Colored and natural scarf sets

Set up

The ring in this set will have to be turned using a chuck or at least a faceplate with a specially made mandrel. The following description of the mandrel for a  chuck can be adapted to a face plate. The pin is easily turned between centers.

Because I turn these sets 50 at a time, I have a special aluminum mandrel that I made for my smaller chuck to turn the outside diameter of the ring. No metal lathe? Just make a wooden copy of the one in the photos.

Aluminum mandrel

The smaller chuck diameter allows me to easily reach both sides of the outer radius of the ring without turning it over. The advantage of the aluminum mandrel is durability and consistent set up; it can be removed and replaced knowing the center will always be on center. A  wooden mandrel will likely vary slightly every time it is remounted, however that isn’t a problem. The key features of the mandrel is a center hole tapped to fit a 3/8″ bolt and a maximum diameter slightly smaller than the inside diameter of the ring. A 3/8″ lag bolt in a wooden mandrel will do the same job.

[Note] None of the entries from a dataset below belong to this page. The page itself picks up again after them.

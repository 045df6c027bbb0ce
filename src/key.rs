//! Key parsing and tonic/subdominant/dominant function prototypes (§4.5).

use std::collections::BTreeMap;

use crate::chroma::CHROMA_LEN;
use crate::error::{Result, TensionError};
use crate::tis::{chroma_bits_to_tis, TisVector, DEFAULT_WEIGHTS};

/// Major-mode diatonic degrees (semitone offsets from the tonic).
const MAJOR_INTERVALS: [usize; 7] = [0, 2, 4, 5, 7, 9, 11];
/// Natural-minor-mode diatonic degrees.
const MINOR_INTERVALS: [usize; 7] = [0, 2, 3, 5, 7, 8, 10];

#[derive(Debug, Clone, Copy, PartialEq, Eq)]
pub enum Mode {
    Major,
    Minor,
}

fn pitch_class_table() -> BTreeMap<&'static str, usize> {
    [
        ("C", 0),
        ("C#", 1),
        ("Db", 1),
        ("D", 2),
        ("D#", 3),
        ("Eb", 3),
        ("E", 4),
        ("Fb", 4),
        ("E#", 5),
        ("F", 5),
        ("F#", 6),
        ("Gb", 6),
        ("G", 7),
        ("G#", 8),
        ("Ab", 8),
        ("A", 9),
        ("A#", 10),
        ("Bb", 10),
        ("B", 11),
        ("Cb", 11),
        ("B#", 0),
    ]
    .into_iter()
    .collect()
}

fn root_to_pc(root: &str) -> Result<usize> {
    pitch_class_table()
        .get(root)
        .copied()
        .ok_or_else(|| TensionError::InvalidKey(root.to_string()))
}

/// Parse `"<root> (major|maj|minor|min)"`, a `maj`/`min` suffix, a
/// trailing lowercase `m`, or a bare root (defaulting to major).
pub fn parse_key(s: &str) -> Result<(String, Mode)> {
    let trimmed = s.trim();
    let table = pitch_class_table();

    let parts: Vec<&str> = trimmed.split_whitespace().collect();
    if parts.len() == 2 {
        let (root, mode_str) = (parts[0], parts[1].to_lowercase());
        if table.contains_key(root) {
            if mode_str == "major" || mode_str == "maj" {
                return Ok((root.to_string(), Mode::Major));
            }
            if mode_str == "minor" || mode_str == "min" {
                return Ok((root.to_string(), Mode::Minor));
            }
        }
    }

    for (suffix, mode) in [("min", Mode::Minor), ("maj", Mode::Major)] {
        if trimmed.to_lowercase().ends_with(suffix) && trimmed.len() > suffix.len() {
            let root = &trimmed[..trimmed.len() - suffix.len()];
            if table.contains_key(root) {
                return Ok((root.to_string(), mode));
            }
        }
    }

    if trimmed.ends_with('m') && trimmed.len() >= 2 {
        let root = &trimmed[..trimmed.len() - 1];
        if table.contains_key(root) {
            return Ok((root.to_string(), Mode::Minor));
        }
    }

    if table.contains_key(trimmed) {
        return Ok((trimmed.to_string(), Mode::Major));
    }

    Err(TensionError::InvalidKey(s.to_string()))
}

/// Diatonic scale chroma for a key, rotated by the root's pitch class.
pub fn key_chroma(root: &str, mode: Mode) -> Result<[u8; CHROMA_LEN]> {
    let pc = root_to_pc(root)?;
    let intervals = match mode {
        Mode::Major => &MAJOR_INTERVALS[..],
        Mode::Minor => &MINOR_INTERVALS[..],
    };
    let mut bits = [0u8; CHROMA_LEN];
    for &iv in intervals {
        bits[(pc + iv) % CHROMA_LEN] = 1;
    }
    Ok(bits)
}

pub fn key_tis(root: &str, mode: Mode) -> Result<TisVector> {
    let bits = key_chroma(root, mode)?;
    chroma_bits_to_tis(&bits, &DEFAULT_WEIGHTS)
}

#[derive(Debug, Clone, Copy, PartialEq, Eq)]
pub enum TriadQuality {
    Major,
    Minor,
    Diminished,
}

fn triad_intervals(quality: TriadQuality) -> [usize; 3] {
    match quality {
        TriadQuality::Major => [0, 4, 7],
        TriadQuality::Minor => [0, 3, 7],
        TriadQuality::Diminished => [0, 3, 6],
    }
}

fn triad_chroma(root_pc: usize, quality: TriadQuality) -> [u8; CHROMA_LEN] {
    let mut bits = [0u8; CHROMA_LEN];
    for iv in triad_intervals(quality) {
        bits[(root_pc + iv) % CHROMA_LEN] = 1;
    }
    bits
}

/// Diatonic triad quality per scale degree offset, major mode.
fn major_triad_map() -> BTreeMap<usize, TriadQuality> {
    [
        (0, TriadQuality::Major),
        (2, TriadQuality::Minor),
        (4, TriadQuality::Minor),
        (5, TriadQuality::Major),
        (7, TriadQuality::Major),
        (9, TriadQuality::Minor),
        (11, TriadQuality::Diminished),
    ]
    .into_iter()
    .collect()
}

/// Diatonic triad quality per scale degree offset, natural minor mode.
fn minor_triad_map() -> BTreeMap<usize, TriadQuality> {
    [
        (0, TriadQuality::Minor),
        (2, TriadQuality::Diminished),
        (3, TriadQuality::Major),
        (5, TriadQuality::Minor),
        (7, TriadQuality::Minor),
        (8, TriadQuality::Major),
        (10, TriadQuality::Major),
    ]
    .into_iter()
    .collect()
}

/// Harmonic function label used throughout §4.4/§4.7.
#[derive(Debug, Clone, Copy, PartialEq, Eq, PartialOrd, Ord)]
pub enum Function {
    Tonic,
    Subdominant,
    Dominant,
}

impl Function {
    /// Priority used by the hierarchical reducer's tiebreak rule
    /// (`t < s < d`).
    pub fn priority(self) -> u8 {
        match self {
            Function::Tonic => 0,
            Function::Subdominant => 1,
            Function::Dominant => 2,
        }
    }
}

/// Tonic/subdominant/dominant TIS prototypes (diatonic I/IV/V triads).
pub fn function_prototypes(root: &str, mode: Mode) -> Result<[(Function, TisVector); 3]> {
    let pc = root_to_pc(root)?;
    let triad_map = match mode {
        Mode::Major => major_triad_map(),
        Mode::Minor => minor_triad_map(),
    };

    let degrees = [
        (Function::Tonic, 0usize),
        (Function::Subdominant, 5usize),
        (Function::Dominant, 7usize),
    ];

    let mut out = [
        (Function::Tonic, [rustfft::num_complex::Complex64::new(0.0, 0.0); crate::tis::TIS_DIM]),
        (
            Function::Subdominant,
            [rustfft::num_complex::Complex64::new(0.0, 0.0); crate::tis::TIS_DIM],
        ),
        (Function::Dominant, [rustfft::num_complex::Complex64::new(0.0, 0.0); crate::tis::TIS_DIM]),
    ];

    for (i, (func, deg)) in degrees.into_iter().enumerate() {
        let triad_root = (pc + deg) % CHROMA_LEN;
        let quality = *triad_map
            .get(&deg)
            .expect("degrees 0, 5, 7 are present in both triad maps");
        let bits = triad_chroma(triad_root, quality);
        out[i] = (func, chroma_bits_to_tis(&bits, &DEFAULT_WEIGHTS)?);
    }
    Ok(out)
}

#[cfg(test)]
mod tests {
    use super::*;

    #[test]
    fn parse_key_bare_root_is_major() {
        assert_eq!(parse_key("C").unwrap(), ("C".to_string(), Mode::Major));
    }

    #[test]
    fn parse_key_trailing_m_is_minor() {
        assert_eq!(parse_key("Am").unwrap(), ("A".to_string(), Mode::Minor));
    }

    #[test]
    fn parse_key_two_words() {
        assert_eq!(
            parse_key("F# minor").unwrap(),
            ("F#".to_string(), Mode::Minor)
        );
    }

    #[test]
    fn parse_key_maj_suffix() {
        assert_eq!(parse_key("Dbmaj").unwrap(), ("Db".to_string(), Mode::Major));
    }

    #[test]
    fn parse_key_rejects_garbage() {
        assert!(parse_key("nonsense key").is_err());
    }

    #[test]
    fn key_chroma_c_major_is_white_keys() {
        let bits = key_chroma("C", Mode::Major).unwrap();
        assert_eq!(bits, [1, 0, 1, 0, 1, 1, 0, 1, 0, 1, 0, 1]);
    }

    #[test]
    fn function_prototypes_have_three_entries() {
        let protos = function_prototypes("C", Mode::Major).unwrap();
        assert_eq!(protos.len(), 3);
    }
}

Face view of ring on mandrel

I have the luxury of having a second larger chuck with deep jaws to turn the inner diameter. In this case only one side of  the inner diameter of the ring can be turned at a time so it must be flipped to put a radius on the second corner.

Ready to cut the first inner radius

Large chuck used to turn inner radius.

Both of these operations can be done using a single chuck using the smaller mandrel and switching to another suitable  accessory jaw set. Perhaps the best jaw set for holding the ring by the outside diameter is the type that allows you to attach pieces of wood to the jaws  so that you can turn jaws to your requirements. An added advantage of this method is that they will definitely not mar the surface of the finished outer diameter.

Step 1

Determine the inner and outer diameters of your ring(s). Mine are 4″ outside diameter and 2 1/2″ inside diameter. Things to consider are the bulk of the scarf and the capacity of your chuck. Cut a square blank no less than 1/2″  and no more than 3/4″ thick. Drill a 3/8″ hole in the center. There is no need to cut it round on a band saw because you can turn it round in seconds. The key to this is high speed so make sure the wood is sound and that your piece is secure.

Once the corners are gone and you have a rough diameter, you can mark the finished inner and outer diameters. I have a story stick for this because of the number that I turn, but for one or a few it’s easy to measure off with a ruler.

Story stick with inner and outer diameters and center pin

Story stick with inner and outer diameters and center pin

Marking diameters

Finish turning the outer diameter, then turn the radius on both sides. If you can only reach the outer radius, leave the second side until you flip the piece over. In this case, it would be a good idea to true the face of the blank prior to marking out and turning the diameters.

Turning outer diamter

Use a parting tool or other suitable tool to size the inner diameter. At this time, penetrate only half the thickness of the piece. Use the tool as a measuring device by determining where half thickness is on the tool. Cut the inner radius but make sure you remove enough wood from the core waste to allow clearance for the gouge.

Inner diameter turned

Finish sanding the outer radius.

Outer radius turned and sanded

Step 2

Part the ring off, being careful not to let the ring fly. The sound of the cut changes drastically just before it breaks free so stop the lathe at that point and break it off manually.

Ring parted off

Change your setup to the larger chuck, holding the ring by the outer diameter with the unturned inner radius exposed.

Inner radius finish turned and ready for sanding

Finish turning this radius and finish sanding. Flip the ring and finish sanding the inner radius. The ring is complete.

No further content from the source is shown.